Among the lines of the records, find all that carry the word "await" and copy them.

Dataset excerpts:
______

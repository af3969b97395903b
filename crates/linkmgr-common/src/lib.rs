//! Common infrastructure for the linkmgr interface reconciler.
//!
//! This crate provides the shared plumbing used by the reconciler daemon:
//!
//! - [`shell`]: Safe shell command execution with proper quoting, plus the
//!   [`shell::CommandRunner`] capability injected into the applier
//! - [`config`]: The two-snapshot (desired/effective) configuration tree
//! - [`netdir`]: The OS interface directory and the hierarchical
//!   sub-interface predicate
//! - [`error`]: Error types for reconciler operations
//!
//! # Architecture
//!
//! A reconciliation run follows this pattern:
//!
//! 1. Extract the desired record for one interface instance from the
//!    configuration tree (falling back to effective state for deletions)
//! 2. Validate the record before any OS mutation is attempted
//! 3. Plan an ordered operation sequence against the live interface set
//! 4. Execute shell commands to converge the Linux network stack
//!
//! # Example
//!
//! ```ignore
//! use linkmgr_common::{
//!     error::LinkMgrResult,
//!     shell::{self, IP_CMD, shellquote},
//! };
//!
//! async fn set_mtu(name: &str, mtu: u32) -> LinkMgrResult<()> {
//!     let cmd = format!("{} link set dev {} mtu {}",
//!         IP_CMD, shellquote(name), mtu);
//!     shell::exec_or_throw(&cmd).await?;
//!     Ok(())
//! }
//! ```

pub mod config;
pub mod error;
pub mod netdir;
pub mod shell;

// Re-export commonly used items at crate root
pub use config::{ConfigScope, ConfigTree};
pub use error::{LinkMgrError, LinkMgrResult};
pub use netdir::{descendants_of, NetDir, SysfsNetDir};
pub use shell::{CommandRunner, ShellRunner};
//! LinkMgr - one-shot reconciliation of a single interface instance

use tracing::{info, instrument};

use linkmgr_common::config::ConfigTree;
use linkmgr_common::error::LinkMgrResult;
use linkmgr_common::netdir::{NetDir, SysfsNetDir};
use linkmgr_common::shell::{CommandRunner, ShellRunner};

use crate::apply::Applier;
use crate::extract::extract;
use crate::modules::{ModulePresence, SysfsModules};
use crate::plan::plan;
use crate::validate::validate;

/// Reconciles one named interface instance against its desired
/// configuration: extract, validate, plan, apply.
///
/// A run is strictly sequential and holds no state beyond its own
/// duration. Runs on *different* instance names are independent; callers
/// invoking runs concurrently must serialize overlapping names themselves.
pub struct LinkMgr<D, P, R> {
    config: ConfigTree,
    applier: Applier<D, P, R>,
}

impl LinkMgr<SysfsNetDir, SysfsModules, ShellRunner> {
    /// Creates a manager wired to the live system: sysfs interface
    /// directory, sysfs module markers, real shell.
    pub fn system(config: ConfigTree) -> Self {
        Self::new(
            config,
            Applier::new(SysfsNetDir::new(), SysfsModules::new(), ShellRunner),
        )
    }
}

impl<D, P, R> LinkMgr<D, P, R>
where
    D: NetDir,
    P: ModulePresence,
    R: CommandRunner,
{
    pub fn new(config: ConfigTree, applier: Applier<D, P, R>) -> Self {
        Self { config, applier }
    }

    /// Converges the OS state of `name` with the configuration tree.
    ///
    /// Fails fast on incomplete configuration (before any OS mutation),
    /// on unavailable kernel prerequisites, and on the first failing
    /// operation; rerunning after the root cause is fixed converges.
    #[instrument(skip(self))]
    pub async fn reconcile(&mut self, name: &str) -> LinkMgrResult<()> {
        let record = extract(name, &self.config)?;
        validate(&record)?;

        let existing = self.applier.netdir().list()?;
        let operations = plan(&record, &existing);
        info!(
            "Reconciling {} ({}, {}): {} operations",
            name,
            record.params.kind_name(),
            if record.deleted { "delete" } else { "converge" },
            operations.len()
        );

        self.applier.apply(&operations).await
    }
}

______

- Solution for this exercise -
//!     shell::exec_or_throw(&cmd).await?;
        self.applier.apply(&operations).await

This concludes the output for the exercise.